Television played a part in laying the groundwork for the midnight movie tradition.
Beginning in the late ‘50s, regional television stations in towns like Cleveland and Detroit ran their own version of late-night weekly horror movie programming compete with a snarky host dressed up in ghoulish attire. In 1970 Petersburg, Virginia had “Shock Theater,” wherein Bill Bowman (a.k.a. The Bowman Body) would throw his tennis-shoed foot over the edge of a coffin before rising out to introduce that week’s monster flick with sarcastic asides regarding the questionable quality of horror movies like Roger Corman’s “Tales of Terror.”In December of 1970, the Elgin Theater in New York's Chelsea district began running Alejandro Jodorowsky’s surrealist gem “El Topo,” setting off a firestorm of cult attention thanks to the likes of celebrity audience members such as John Lennon. The Elgin began screening “El Topo” at midnight every night of the week except Fridays, when it screened at 1am. A year later Peter Bogdanovich’s 1968 serial-killer thriller “Targets” came into favor along with “Equinox,” “Viva la muerte,” “Night of the Living Dead,” and Tod Browning’s “Freaks” as appropriate midnight movie fare in New York where other venues (the St. Marks, the Waverly, the Bijou, and the Olympia) followed suit.

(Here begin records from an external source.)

//! In-process document store
//!
//! Implements the full `DocumentStore` contract, realtime listeners included,
//! without a network. Used for local-only mode and for tests, which can
//! inject failures globally (`set_offline`) or per path prefix (`fail_path`).

use std::collections::{BTreeMap, BTreeSet};
use std::sync::{Mutex, MutexGuard};

use async_trait::async_trait;
use tokio::sync::mpsc;
use tokio_util::sync::CancellationToken;
use tracing::debug;

use super::document::{CollectionPath, Document, DocumentPath, FieldFilter, RemoteDocument};
use super::error::{RemoteError, RemoteResult};
use super::store::{BatchWrite, DocumentStore, Subscription, WriteBatch};

struct Listener {
    collection: CollectionPath,
    filter: Option<FieldFilter>,
    tx: mpsc::UnboundedSender<Vec<RemoteDocument>>,
    cancel: CancellationToken,
}

#[derive(Default)]
struct Inner {
    docs: BTreeMap<DocumentPath, Document>,
    listeners: Vec<Listener>,
    offline: bool,
    failing_prefixes: Vec<String>,
    committed_batches: Vec<usize>,
}

impl Inner {
    fn check(&self, path: &str) -> RemoteResult<()> {
        if self.offline {
            return Err(RemoteError::Unavailable("memory store is offline".into()));
        }
        if self.failing_prefixes.iter().any(|p| path.starts_with(p)) {
            return Err(RemoteError::Status {
                path: path.to_string(),
                status: 500,
                body: "injected failure".into(),
            });
        }
        Ok(())
    }

    fn query(&self, collection: &CollectionPath, filter: Option<&FieldFilter>) -> Vec<RemoteDocument> {
        self.docs
            .iter()
            .filter(|(path, _)| path.parent() == *collection)
            .filter(|(_, doc)| filter.map_or(true, |f| f.matches(doc)))
            .map(|(path, doc)| RemoteDocument {
                path: path.clone(),
                data: doc.clone(),
            })
            .collect()
    }

    /// Push fresh snapshots to listeners on the touched collections
    fn notify(&mut self, touched: &BTreeSet<CollectionPath>) {
        self.listeners
            .retain(|l| !l.cancel.is_cancelled() && !l.tx.is_closed());

        let snapshots: Vec<(usize, Vec<RemoteDocument>)> = self
            .listeners
            .iter()
            .enumerate()
            .filter(|(_, l)| touched.contains(&l.collection))
            .map(|(i, l)| (i, self.query(&l.collection, l.filter.as_ref())))
            .collect();

        for (i, snapshot) in snapshots {
            let _ = self.listeners[i].tx.send(snapshot);
        }
    }
}

/// `DocumentStore` held entirely in memory
#[derive(Default)]
pub struct MemoryDocumentStore {
    inner: Mutex<Inner>,
}

impl MemoryDocumentStore {
    pub fn new() -> Self {
        Self::default()
    }

    fn lock(&self) -> MutexGuard<'_, Inner> {
        self.inner.lock().unwrap_or_else(|e| e.into_inner())
    }

    /// Make every operation fail with `Unavailable`
    pub fn set_offline(&self, offline: bool) {
        self.lock().offline = offline;
    }

    /// Make operations on paths starting with `prefix` fail
    pub fn fail_path(&self, prefix: impl Into<String>) {
        self.lock().failing_prefixes.push(prefix.into());
    }

    pub fn clear_failures(&self) {
        let mut inner = self.lock();
        inner.offline = false;
        inner.failing_prefixes.clear();
    }

    pub fn contains(&self, path: &DocumentPath) -> bool {
        self.lock().docs.contains_key(path)
    }

    pub fn document(&self, path: &DocumentPath) -> Option<Document> {
        self.lock().docs.get(path).cloned()
    }

    /// Number of documents directly inside `collection`
    pub fn count(&self, collection: &CollectionPath) -> usize {
        self.lock().query(collection, None).len()
    }

    /// Sizes of the batches committed so far
    pub fn committed_batches(&self) -> Vec<usize> {
        self.lock().committed_batches.clone()
    }

    pub fn listener_count(&self) -> usize {
        let mut inner = self.lock();
        inner
            .listeners
            .retain(|l| !l.cancel.is_cancelled() && !l.tx.is_closed());
        inner.listeners.len()
    }
}

#[async_trait]
impl DocumentStore for MemoryDocumentStore {
    async fn set(&self, path: &DocumentPath, doc: Document) -> RemoteResult<()> {
        let mut inner = self.lock();
        inner.check(path.as_str())?;
        inner.docs.insert(path.clone(), doc);
        inner.notify(&BTreeSet::from([path.parent()]));
        Ok(())
    }

    async fn update(&self, path: &DocumentPath, fields: Document) -> RemoteResult<()> {
        let mut inner = self.lock();
        inner.check(path.as_str())?;
        let Some(existing) = inner.docs.get_mut(path) else {
            return Err(RemoteError::NotFound(path.to_string()));
        };
        existing.extend(fields);
        inner.notify(&BTreeSet::from([path.parent()]));
        Ok(())
    }

    async fn get(&self, path: &DocumentPath) -> RemoteResult<Option<Document>> {
        let inner = self.lock();
        inner.check(path.as_str())?;
        Ok(inner.docs.get(path).cloned())
    }

    async fn query(
        &self,
        collection: &CollectionPath,
        filter: Option<&FieldFilter>,
    ) -> RemoteResult<Vec<RemoteDocument>> {
        let inner = self.lock();
        inner.check(collection.as_str())?;
        Ok(inner.query(collection, filter))
    }

    async fn delete(&self, path: &DocumentPath) -> RemoteResult<()> {
        let mut inner = self.lock();
        inner.check(path.as_str())?;
        if inner.docs.remove(path).is_some() {
            inner.notify(&BTreeSet::from([path.parent()]));
        }
        Ok(())
    }

    async fn commit(&self, batch: WriteBatch) -> RemoteResult<()> {
        batch.check_limit()?;
        let mut inner = self.lock();

        // All or nothing
        for write in batch.writes() {
            let (BatchWrite::Set(path, _) | BatchWrite::Delete(path)) = write;
            inner.check(path.as_str())?;
        }

        let size = batch.len();
        let mut touched = BTreeSet::new();
        for write in batch.into_writes() {
            match write {
                BatchWrite::Set(path, doc) => {
                    touched.insert(path.parent());
                    inner.docs.insert(path, doc);
                }
                BatchWrite::Delete(path) => {
                    touched.insert(path.parent());
                    inner.docs.remove(&path);
                }
            }
        }
        inner.committed_batches.push(size);
        inner.notify(&touched);
        debug!(size, "Committed batch");
        Ok(())
    }

    async fn listen(
        &self,
        collection: &CollectionPath,
        filter: Option<FieldFilter>,
    ) -> RemoteResult<Subscription> {
        let mut inner = self.lock();
        inner.check(collection.as_str())?;

        let (tx, rx) = mpsc::unbounded_channel();
        let cancel = CancellationToken::new();
        let _ = tx.send(inner.query(collection, filter.as_ref()));

        inner.listeners.push(Listener {
            collection: collection.clone(),
            filter,
            tx,
            cancel: cancel.clone(),
        });
        Ok(Subscription::new(rx, cancel))
    }
}

#[cfg(test)]
mod tests {
    use super::*;
    use serde_json::json;

    fn doc(user: &str) -> Document {
        let mut d = Document::new();
        d.insert("userId".into(), json!(user));
        d
    }

    #[tokio::test]
    async fn test_set_get_delete() {
        let store = MemoryDocumentStore::new();
        let path = DocumentPath::new("tasks/u1/userTasks/t1");

        store.set(&path, doc("u1")).await.unwrap();
        assert_eq!(store.get(&path).await.unwrap(), Some(doc("u1")));

        store.delete(&path).await.unwrap();
        assert!(store.get(&path).await.unwrap().is_none());
        // Deleting again is fine
        store.delete(&path).await.unwrap();
    }

    #[tokio::test]
    async fn test_query_only_direct_children() {
        let store = MemoryDocumentStore::new();
        store.set(&DocumentPath::new("s/a"), doc("u1")).await.unwrap();
        store.set(&DocumentPath::new("s/b"), doc("u2")).await.unwrap();
        store.set(&DocumentPath::new("s/a/nested/c"), doc("u1")).await.unwrap();

        let all = store.query(&CollectionPath::new("s"), None).await.unwrap();
        assert_eq!(all.len(), 2);

        let filter = FieldFilter::eq("userId", "u1");
        let mine = store.query(&CollectionPath::new("s"), Some(&filter)).await.unwrap();
        assert_eq!(mine.len(), 1);
        assert_eq!(mine[0].path.id(), "a");
    }

    #[tokio::test]
    async fn test_update_merges_and_requires_existing() {
        let store = MemoryDocumentStore::new();
        let path = DocumentPath::new("active_sessions/u1");

        let err = store.update(&path, doc("u1")).await.unwrap_err();
        assert!(matches!(err, RemoteError::NotFound(_)));

        store.set(&path, doc("u1")).await.unwrap();
        let mut fields = Document::new();
        fields.insert("deviceId".into(), json!("d1"));
        store.update(&path, fields).await.unwrap();

        let stored = store.get(&path).await.unwrap().unwrap();
        assert_eq!(stored["userId"], json!("u1"));
        assert_eq!(stored["deviceId"], json!("d1"));
    }

    #[tokio::test]
    async fn test_failure_injection() {
        let store = MemoryDocumentStore::new();
        let path = DocumentPath::new("tasks/u1/userTasks/t1");

        store.set_offline(true);
        assert!(store.set(&path, doc("u1")).await.unwrap_err().is_transient());

        store.clear_failures();
        store.fail_path("tasks/u1");
        assert!(store.set(&path, doc("u1")).await.is_err());
        assert!(store
            .set(&DocumentPath::new("tasks/u2/userTasks/t1"), doc("u2"))
            .await
            .is_ok());
    }

    #[tokio::test]
    async fn test_commit_is_all_or_nothing() {
        let store = MemoryDocumentStore::new();
        store.fail_path("s/bad");

        let mut batch = WriteBatch::new();
        batch
            .set(DocumentPath::new("s/good"), doc("u1"))
            .set(DocumentPath::new("s/bad"), doc("u1"));
        assert!(store.commit(batch).await.is_err());
        assert!(!store.contains(&DocumentPath::new("s/good")));
        assert!(store.committed_batches().is_empty());
    }

    #[tokio::test]
    async fn test_listen_delivers_initial_and_changes() {
        let store = MemoryDocumentStore::new();
        let collection = CollectionPath::new("active_sessions");
        store.set(&collection.doc("u1"), doc("u1")).await.unwrap();

        let mut sub = store
            .listen(&collection, Some(FieldFilter::eq("userId", "u1")))
            .await
            .unwrap();
        assert_eq!(sub.next().await.unwrap().len(), 1);

        // Writes to other users still produce a snapshot of this query
        store.set(&collection.doc("u2"), doc("u2")).await.unwrap();
        assert_eq!(sub.next().await.unwrap().len(), 1);

        store.delete(&collection.doc("u1")).await.unwrap();
        assert!(sub.next().await.unwrap().is_empty());

        assert_eq!(store.listener_count(), 1);
        drop(sub);
        assert_eq!(store.listener_count(), 0);
    }
}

With its coprophilic climax, and other taboo-breaking scenes, John Waters’s second film “Pink Flamingos” seemed custom-made for the midnight movie market. Waters’s anti-establishment camp went hand-in-glove with the rebel reggae of “The Harder They Come,” starring Jimmy Cliff as an outlaw Jamaican singer based on a real-life character. Although Roger Corman’s distribution company marketed it as blaxploitation, it was clear there was more to “The Harder They Come” by way of its outstanding soundtrack of memorable songs.
By virtue of its urban late-night setting, the midnight movie atmosphere embraced taboo elements of pornography, illicit multi-cultural mixing, exploitation, gore, and LGBT influences. “Flesh Gordon” was a ribald nudity-filled spoof that received an X-rating endorsement from the MPAA. Ralph Bakshi’s 1972 adaptation of R. Crumb’s “Fritz the Cat” became the first X-rated animated film. Thanks to an extended run in the midnight movie circuit, “Fritz” also became the highest grossing independent animated movie up until that time. Take that, Disney.
If “Harold and Maude” (1971) seemed tame by comparison, the arrival of “The Rocky Horror Picture Show” on April Fool’s Day 1976 dumped the contents of Pandora’s box all over the floor and kicked it like a scattered rug. Finally, midnight movie audiences had a movie they could interact with as Black audiences had been doing for years with blaxploitation flicks.
David Lynch’s “Eraserhead” (1977) took midnight movies into a darker realm that matched the mood of the concurrent Punk Rock music explosion that enveloped the UK and America. As with Punk, the midnight movie scene ran out of steam as the Eighties came around. “The Warriors” (1979), “The Gods Must Be Crazy” (1980), “The Evil Dead” (1981), “Heavy Metal” (1981), “Liquid Sky” (1982), and “Pink Floyd The Wall” (1982) helped blow out the candle on a cinematic zeitgeist that burned bright from both ends for just over a decade.